The biggest seller of poetry today (outside books written by terminally ill children or people famous for something else) is probably Billy Collins, a name that makes most poets who take themselves seriously cringe. And I guarantee that you could do the same experiment with him, and you'd have much the same response, for the same reasons. In fact, the violinist might get a little more attention, assuming he has his case open at his feet as though he was busking for cab fare. The poet would be more likely to get strange looks for his performance.
And given the quality of most of Collins's poems, he might deserve it.

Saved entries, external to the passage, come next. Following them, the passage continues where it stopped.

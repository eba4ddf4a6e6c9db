//! # GraphSep
//!
//! A multilevel 2-way graph edge separator. Given an undirected weighted
//! graph in CSR form, GraphSep produces a two-sided vertex partition that
//! minimizes the total weight of cut edges subject to a balance constraint
//! on the side weights.
//!
//! The pipeline coarsens the graph by heavy-edge-family matching, seeds a
//! partition at the coarsest level, and then walks back up, at every level
//! alternating continuous quadratic-programming refinement (projected
//! gradient with a knapsack projection) with Fiduccia-Mattheyses boundary
//! refinement.
//!
//! ```
//! use GraphSep::graph::Graph;
//!
//! // Two triangles joined by a single bridge edge.
//! let graph = Graph::from_csr(
//!     6,
//!     vec![0, 2, 4, 7, 10, 12, 14],
//!     vec![1, 2, 0, 2, 0, 1, 3, 2, 4, 5, 3, 5, 3, 4],
//!     vec![1.0; 14],
//!     None,
//! )?;
//! let cut = GraphSep::compute_edge_cut(&graph)?;
//! assert_eq!(cut.cut_cost, 1.0);
//! assert_eq!(cut.cut_size, 1);
//! assert_eq!(cut.w0, 3.0);
//! # Ok::<(), GraphSep::Error>(())
//! ```

pub mod algorithms;
mod bheap;
pub mod gen_weights;
pub mod graph;
pub mod imbalance;
pub mod io;
pub mod options;
mod partition;

pub use algorithms::Error;
pub use graph::Graph;
pub use options::{GuessCutType, MatchingStrategy, Options};

/// The result of one partitioning run.
#[derive(Debug, Clone, PartialEq)]
pub struct EdgeCut {
    /// Side (0 or 1) of each vertex.
    pub partition: Vec<usize>,
    /// Total weight of the edges crossing the cut.
    pub cut_cost: f64,
    /// Number of edges crossing the cut.
    pub cut_size: usize,
    /// Vertex weight on side 0.
    pub w0: f64,
    /// Vertex weight on side 1.
    pub w1: f64,
    /// `|0.5 - w0 / (w0 + w1)|`; zero means a perfect split.
    pub imbalance: f64,
}

/// Partition `graph` with the default [`Options`].
pub fn compute_edge_cut(graph: &Graph) -> Result<EdgeCut, Error> {
    compute_edge_cut_with_options(graph, &Options::default())
}

/// Partition `graph` with caller-chosen [`Options`]. Runs with identical
/// inputs and the same `random_seed` produce identical results.
pub fn compute_edge_cut_with_options(graph: &Graph, options: &Options) -> Result<EdgeCut, Error> {
    algorithms::waterdance::compute(graph, options)
}

#[cfg(test)]
mod tests {
    use super::*;
    use crate::graph::graph_from_edges_weighted;

    #[test]
    fn test_weighted_vertices_balance_by_weight() {
        // A path whose heavy end must sit alone to balance the weights.
        let g = graph_from_edges_weighted(
            4,
            &[(0, 1, 1.0), (1, 2, 1.0), (2, 3, 1.0)],
            Some(vec![1.0, 1.0, 1.0, 3.0]),
        );
        let cut = compute_edge_cut(&g).unwrap();
        assert_eq!(cut.cut_cost, 1.0);
        assert_eq!(cut.w0 + cut.w1, 6.0);
        assert_eq!(cut.w0.min(cut.w1), 3.0);
    }

    #[test]
    fn test_heavy_edges_are_kept_out_of_the_cut() {
        // A 4-cycle with two heavy opposite edges: the cut must cross the
        // two light ones.
        let g = graph_from_edges_weighted(
            4,
            &[(0, 1, 10.0), (1, 2, 1.0), (2, 3, 10.0), (3, 0, 1.0)],
            None,
        );
        let cut = compute_edge_cut(&g).unwrap();
        assert_eq!(cut.cut_cost, 2.0);
        assert_eq!(cut.cut_size, 2);
        assert_eq!(cut.w0, 2.0);
    }

    #[test]
    fn test_custom_options_round_trip() {
        let g = graph_from_edges_weighted(
            4,
            &[(0, 1, 1.0), (1, 2, 1.0), (2, 3, 1.0)],
            None,
        );
        let options = Options {
            guess_cut_type: GuessCutType::NaturalOrder,
            matching_strategy: MatchingStrategy::HeavyEdge,
            num_dances: 2,
            ..Options::default()
        };
        let cut = compute_edge_cut_with_options(&g, &options).unwrap();
        assert_eq!(cut.cut_cost, 1.0);
        assert_eq!(cut.imbalance, 0.0);
    }
}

Not to make this a wholesale slam of Collins. I met him briefly when he came to Stanford to give a lecture and a couple of readings, and he's a very congenial, self-effacing man, who seemed to genuinely not understand why he's not held in higher esteem by his fellow poets. And he's got a great schtick when reading his poems--I heard from friends at the reading that they'd never heard a crowd sigh in unison the way they did when Collins would get to the epiphanic moment in his poems. There's something in the way he reads them that makes it seems like there's some depth, some gravitas to his poems that just disappears when you read them in print. But he packed out two readings in sizable halls on Stanford's campus, and there's something to be said for that level of notoriety in a genre like ours where if you sell 5,000 copies of a book, you've got a certified hit on your hands (so I hear--I haven't had the chance yet to find out).
Update: according to Salon, said violinist made 32 bucks by busking for 45 minutes worth of playing. Now true, it was rush hour and he likely wouldn't be able to make that kind of bank all day, but I've held many a job where I might take that home for a full day's work. Maybe I ought to take some of my poems out to the Tri-Rail station and try to make some lunch money on occasion.